The rest of Tuesday's show featured outsiders delivering commentary, the first public pictures of Suri Cruise - they will appear in the Vanity Fair issue due on newsstands today - a lengthy exclusive on the Taliban and Couric asking viewers for help in crafting a distinctive signoff.
She arrived at CBS after 15 years as NBC's "Today" show host, where she was accustomed to always being first in the ratings. The "CBS Evening News" is third, but Couric has said that could be liberating, offering a chance to try new things in a format she has called formulaic.
That willingness was apparent even before the first commercial break - this was not a stentorian reading off dozens of news headlines.
On a relatively slow news day, CBS opened with chief foreign correspondent Lara Logan being escorted by a Taliban commander to view soldiers displaying their weapons less than 10 miles from a U.S. base.
Logan, dressed in black with only part of her face visible, was heard asking one of her guides, "Am I allowed to smile?"
That story segued into a conventional report by White House correspondent Jim Axelrod on a speech given by President Bush on the terrorist threat.
In almost breathless fashion, Couric then zipped through a handful of headlines: a corporate turnover at Ford, mourning over the killed "crocodile hunter" - all before the first commercial.
Couric also introduced "Free Speech," a segment that will periodically feature outsiders giving a brief commentary. Morgan Spurlock, who made the film "Supersize Me," was first up, talking about how the nation's political divide is exaggerated by the media. Couric promised that Rush Limbaugh would be featured Thursday.
Couric's only real nod to her newbie status came at the end, with a joking report on her difficulties coming up with a signoff. She showed clips of Cronkite, Chet Huntley and Dan Rather and even fictitious anchormen Ted Baxter and Ron Burgundy giving their final words, then invited viewers to submit suggestions via the CBS News Web site.
"Thank you so much for watching," she said, "and I hope to see you tomorrow night."
A new 'View'
Earlier in the day, Rosie O'Donnell made her debut on "The View" and took the show to a whole new level of manic pandemonium.
In the first quarter-hour of the program, she talked about Tom Cruise, medicating herself, letting her "crazy haircut" grow out and being a lesbian, among other topics.
Then she gave away a cruise to every member of the audience.

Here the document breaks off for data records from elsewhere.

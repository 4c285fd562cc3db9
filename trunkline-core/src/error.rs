//! Error taxonomy shared by every Trunkline crate.
//!
//! Routing distinguishes three classes of failure: conditions that advance the
//! routing loop to the next candidate, the exhausted condition, and fatal
//! conditions that are surfaced immediately without consuming attempts.

/// Result alias used across the workspace.
pub type Result<T> = std::result::Result<T, Error>;

/// All errors produced while routing a request or probing a destination.
#[derive(thiserror::Error, Debug, Clone, PartialEq, Eq)]
pub enum Error {
    /// The transport failed to deliver the request or produce a response.
    #[error("transport error towards {endpoint}: {reason}")]
    Transport {
        /// Endpoint key the request was sent to.
        endpoint: String,
        /// Human readable failure cause.
        reason: String,
    },

    /// A single send, or the whole routing loop, ran out of time.
    #[error("operation timed out: {operation} after {duration_ms}ms")]
    Timeout {
        /// What was being waited on.
        operation: String,
        /// How long we waited.
        duration_ms: u64,
    },

    /// DNS lookup returned no usable hops or failed outright.
    #[error("dns resolution failed for {host}: {reason}")]
    Dns {
        /// Queried host name.
        host: String,
        /// Failure cause reported by the lookup service.
        reason: String,
    },

    /// The circuit breaker for the endpoint refused the call.
    #[error("circuit open for {0}")]
    CircuitOpen(String),

    /// Every candidate was tried and no response worth returning was seen.
    #[error("no more endpoints to try")]
    NoMoreEndpoints,

    /// The request cannot be routed as given.
    #[error("invalid request: {0}")]
    InvalidRequest(String),

    /// No trunk is registered under the requested kind and key.
    #[error("no trunk registered for {kind} with key '{key}'")]
    UnknownTrunk {
        /// Trunk kind that was requested.
        kind: String,
        /// Selector key that was requested.
        key: String,
    },

    /// A transport name that the engine cannot route over.
    #[error("unsupported transport: {0}")]
    UnsupportedTransport(String),

    /// Configuration is missing or inconsistent.
    #[error("configuration error: {0}")]
    Config(String),
}

impl Error {
    /// Create a new transport error.
    pub fn transport<E: Into<String>, R: Into<String>>(endpoint: E, reason: R) -> Self {
        Self::Transport {
            endpoint: endpoint.into(),
            reason: reason.into(),
        }
    }

    /// Create a new timeout error.
    pub fn timeout<S: Into<String>>(operation: S, duration: std::time::Duration) -> Self {
        Self::Timeout {
            operation: operation.into(),
            duration_ms: duration.as_millis() as u64,
        }
    }

    /// Create a new DNS error.
    pub fn dns<H: Into<String>, R: Into<String>>(host: H, reason: R) -> Self {
        Self::Dns {
            host: host.into(),
            reason: reason.into(),
        }
    }

    /// Create a new configuration error.
    pub fn config<S: Into<String>>(message: S) -> Self {
        Self::Config(message.into())
    }

    /// Whether the routing loop should move on to the next candidate.
    pub fn is_retryable(&self) -> bool {
        matches!(
            self,
            Error::Transport { .. }
                | Error::Timeout { .. }
                | Error::Dns { .. }
                | Error::CircuitOpen(_)
        )
    }

    /// Whether the error must be returned to the caller without further attempts.
    pub fn is_fatal(&self) -> bool {
        matches!(
            self,
            Error::InvalidRequest(_)
                | Error::UnknownTrunk { .. }
                | Error::UnsupportedTransport(_)
                | Error::Config(_)
        )
    }
}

Typical of "The View" of late, chaos reigned; adding O'Donnell's voice to the cacophony only increased the madness. When Jessica Simpson, the first guest of "The View's" 10th season, showed up, the hosts talked over each other and their guest. The pop starlet had trouble getting a word in edgewise.
Simpson did, however, manage to say for the record that she is not dating singer John Mayer, as People magazine has reported, that she hasn't found a way to avoid the paparazzi, and that she's doing just fine post-divorce.
O'Donnell was her typically feisty self, bristling when Joy Behar imitated one of her new co-host's children. O'Donnell glared at Behar and quipped, "And you all thought I was going to have problems with Elisabeth (Hasselbeck)."
"Trust me, you will," responded "View" creator Barbara Walters.
After the segment with Simpson, who sang in perfect voice despite having audible vocal-chord problems during the chat segment, O'Donnell recapped what she's done with her life since she quit her own daytime talk show four years ago. She talked about her Broadway activities, her family life, her blog and that infamously unattractive hair cut. She took full blame for the hairdo, which she sported just after her show ended, calling it "an error of epic proportions."
Speaking of errors, "The View" also debuted a hideous new set on Tuesday. Picking the color of the new set was a discussion topic for weeks before the show took its summer break, but the extensive chats didn't stop it from being horrible. The old set may have looked like "someone's grandmother's living room," as O'Donnell said, but at least it wasn't a textured, braying electric blue.
It was the only thing louder than Rosie on Tuesday.